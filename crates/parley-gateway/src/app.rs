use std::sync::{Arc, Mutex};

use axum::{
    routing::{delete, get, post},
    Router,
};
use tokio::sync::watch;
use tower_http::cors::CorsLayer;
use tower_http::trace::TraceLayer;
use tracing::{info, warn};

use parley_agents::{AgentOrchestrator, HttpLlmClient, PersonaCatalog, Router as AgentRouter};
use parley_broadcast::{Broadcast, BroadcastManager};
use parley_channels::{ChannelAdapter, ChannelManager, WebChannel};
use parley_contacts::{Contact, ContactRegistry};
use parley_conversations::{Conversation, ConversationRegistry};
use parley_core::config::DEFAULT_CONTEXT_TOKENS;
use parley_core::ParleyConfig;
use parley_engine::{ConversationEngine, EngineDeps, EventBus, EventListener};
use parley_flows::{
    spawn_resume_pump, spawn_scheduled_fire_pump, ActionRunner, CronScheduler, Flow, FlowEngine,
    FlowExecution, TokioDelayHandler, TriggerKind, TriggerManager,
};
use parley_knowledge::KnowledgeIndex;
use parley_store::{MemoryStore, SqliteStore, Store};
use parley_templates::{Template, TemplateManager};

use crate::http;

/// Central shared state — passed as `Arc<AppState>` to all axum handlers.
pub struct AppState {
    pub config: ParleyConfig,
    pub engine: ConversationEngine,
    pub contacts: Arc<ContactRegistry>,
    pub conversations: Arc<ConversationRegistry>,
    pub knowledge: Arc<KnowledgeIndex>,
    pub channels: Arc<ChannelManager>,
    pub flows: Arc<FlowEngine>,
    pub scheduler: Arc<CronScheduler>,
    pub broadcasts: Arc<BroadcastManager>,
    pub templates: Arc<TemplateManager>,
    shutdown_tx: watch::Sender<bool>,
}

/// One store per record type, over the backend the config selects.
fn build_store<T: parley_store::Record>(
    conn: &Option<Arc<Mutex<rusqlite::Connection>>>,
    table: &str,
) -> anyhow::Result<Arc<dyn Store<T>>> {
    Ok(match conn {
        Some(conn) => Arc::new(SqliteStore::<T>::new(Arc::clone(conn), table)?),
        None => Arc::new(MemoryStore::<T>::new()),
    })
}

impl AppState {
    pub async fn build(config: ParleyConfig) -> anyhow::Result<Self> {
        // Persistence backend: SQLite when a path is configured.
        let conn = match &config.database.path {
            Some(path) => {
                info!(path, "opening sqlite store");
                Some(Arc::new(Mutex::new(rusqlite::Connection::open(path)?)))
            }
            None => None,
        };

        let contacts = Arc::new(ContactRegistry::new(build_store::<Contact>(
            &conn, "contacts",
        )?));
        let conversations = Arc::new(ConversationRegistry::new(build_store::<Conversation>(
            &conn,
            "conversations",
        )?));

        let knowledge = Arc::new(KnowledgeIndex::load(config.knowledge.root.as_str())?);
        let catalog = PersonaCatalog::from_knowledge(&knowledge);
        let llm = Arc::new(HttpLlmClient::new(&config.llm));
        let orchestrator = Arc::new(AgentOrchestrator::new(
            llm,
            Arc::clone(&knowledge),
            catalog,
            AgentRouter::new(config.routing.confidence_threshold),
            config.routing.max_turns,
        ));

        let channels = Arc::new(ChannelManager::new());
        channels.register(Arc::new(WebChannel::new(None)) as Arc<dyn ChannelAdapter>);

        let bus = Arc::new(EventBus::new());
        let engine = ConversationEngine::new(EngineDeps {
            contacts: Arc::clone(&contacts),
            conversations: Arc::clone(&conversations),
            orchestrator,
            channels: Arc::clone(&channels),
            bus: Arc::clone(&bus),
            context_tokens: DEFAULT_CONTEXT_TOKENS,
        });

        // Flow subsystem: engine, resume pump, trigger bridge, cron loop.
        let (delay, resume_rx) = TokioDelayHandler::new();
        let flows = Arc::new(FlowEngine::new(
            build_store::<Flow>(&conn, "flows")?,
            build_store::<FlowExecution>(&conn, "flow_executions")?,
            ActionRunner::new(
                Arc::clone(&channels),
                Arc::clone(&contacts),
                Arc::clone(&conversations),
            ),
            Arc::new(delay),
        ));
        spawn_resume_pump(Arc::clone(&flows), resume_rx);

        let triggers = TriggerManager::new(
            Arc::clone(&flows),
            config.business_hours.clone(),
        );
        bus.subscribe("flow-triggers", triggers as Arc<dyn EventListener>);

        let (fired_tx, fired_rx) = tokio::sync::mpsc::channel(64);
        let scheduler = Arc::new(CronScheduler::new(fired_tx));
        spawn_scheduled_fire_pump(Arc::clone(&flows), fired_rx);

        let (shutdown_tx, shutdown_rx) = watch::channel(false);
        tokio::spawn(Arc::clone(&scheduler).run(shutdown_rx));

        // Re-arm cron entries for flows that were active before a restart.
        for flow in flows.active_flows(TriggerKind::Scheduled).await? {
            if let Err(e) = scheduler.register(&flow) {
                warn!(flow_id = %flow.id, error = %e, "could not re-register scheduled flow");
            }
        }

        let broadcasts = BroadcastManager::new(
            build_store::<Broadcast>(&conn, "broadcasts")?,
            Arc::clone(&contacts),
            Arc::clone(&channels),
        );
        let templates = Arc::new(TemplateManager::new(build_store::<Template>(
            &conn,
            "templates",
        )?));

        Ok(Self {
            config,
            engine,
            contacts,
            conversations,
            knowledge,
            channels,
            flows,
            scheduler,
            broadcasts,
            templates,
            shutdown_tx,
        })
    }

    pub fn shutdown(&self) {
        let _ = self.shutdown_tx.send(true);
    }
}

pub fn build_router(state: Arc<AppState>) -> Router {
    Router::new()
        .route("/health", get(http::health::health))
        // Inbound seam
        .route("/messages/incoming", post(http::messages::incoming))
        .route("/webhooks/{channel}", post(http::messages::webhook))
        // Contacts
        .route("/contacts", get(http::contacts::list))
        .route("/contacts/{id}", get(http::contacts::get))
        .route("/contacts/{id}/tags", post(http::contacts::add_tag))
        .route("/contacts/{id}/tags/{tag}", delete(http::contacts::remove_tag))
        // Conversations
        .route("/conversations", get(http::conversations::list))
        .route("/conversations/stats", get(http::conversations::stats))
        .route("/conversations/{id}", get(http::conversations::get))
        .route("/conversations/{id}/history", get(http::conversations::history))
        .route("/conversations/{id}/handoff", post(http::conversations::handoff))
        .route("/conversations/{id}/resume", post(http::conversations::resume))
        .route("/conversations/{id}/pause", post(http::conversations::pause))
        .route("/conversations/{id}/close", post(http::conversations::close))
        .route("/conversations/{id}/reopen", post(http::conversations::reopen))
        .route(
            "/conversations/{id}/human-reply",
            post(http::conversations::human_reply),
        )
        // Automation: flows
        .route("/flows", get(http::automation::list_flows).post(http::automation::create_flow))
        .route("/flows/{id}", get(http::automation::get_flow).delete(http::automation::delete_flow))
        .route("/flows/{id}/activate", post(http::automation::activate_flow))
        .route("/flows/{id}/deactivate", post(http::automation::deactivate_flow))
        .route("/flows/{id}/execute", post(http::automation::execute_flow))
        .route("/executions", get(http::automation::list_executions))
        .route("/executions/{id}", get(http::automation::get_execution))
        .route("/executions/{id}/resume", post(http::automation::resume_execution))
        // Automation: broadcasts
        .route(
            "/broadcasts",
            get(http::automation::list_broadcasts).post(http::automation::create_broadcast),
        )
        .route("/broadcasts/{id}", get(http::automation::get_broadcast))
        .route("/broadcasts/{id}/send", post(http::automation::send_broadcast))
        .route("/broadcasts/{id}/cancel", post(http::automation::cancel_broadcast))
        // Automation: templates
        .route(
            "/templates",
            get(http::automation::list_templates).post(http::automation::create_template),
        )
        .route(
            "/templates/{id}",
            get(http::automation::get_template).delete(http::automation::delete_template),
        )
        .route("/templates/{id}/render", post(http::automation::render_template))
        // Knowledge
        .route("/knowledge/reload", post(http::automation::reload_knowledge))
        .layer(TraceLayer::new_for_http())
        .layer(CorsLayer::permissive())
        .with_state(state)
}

************

Directions for this task ->
In the records above, find every line that contains the word "MemoryStore" and copy it.

Solution ->
use parley_store::{MemoryStore, SqliteStore, Store};
        None => Arc::new(MemoryStore::<T>::new()),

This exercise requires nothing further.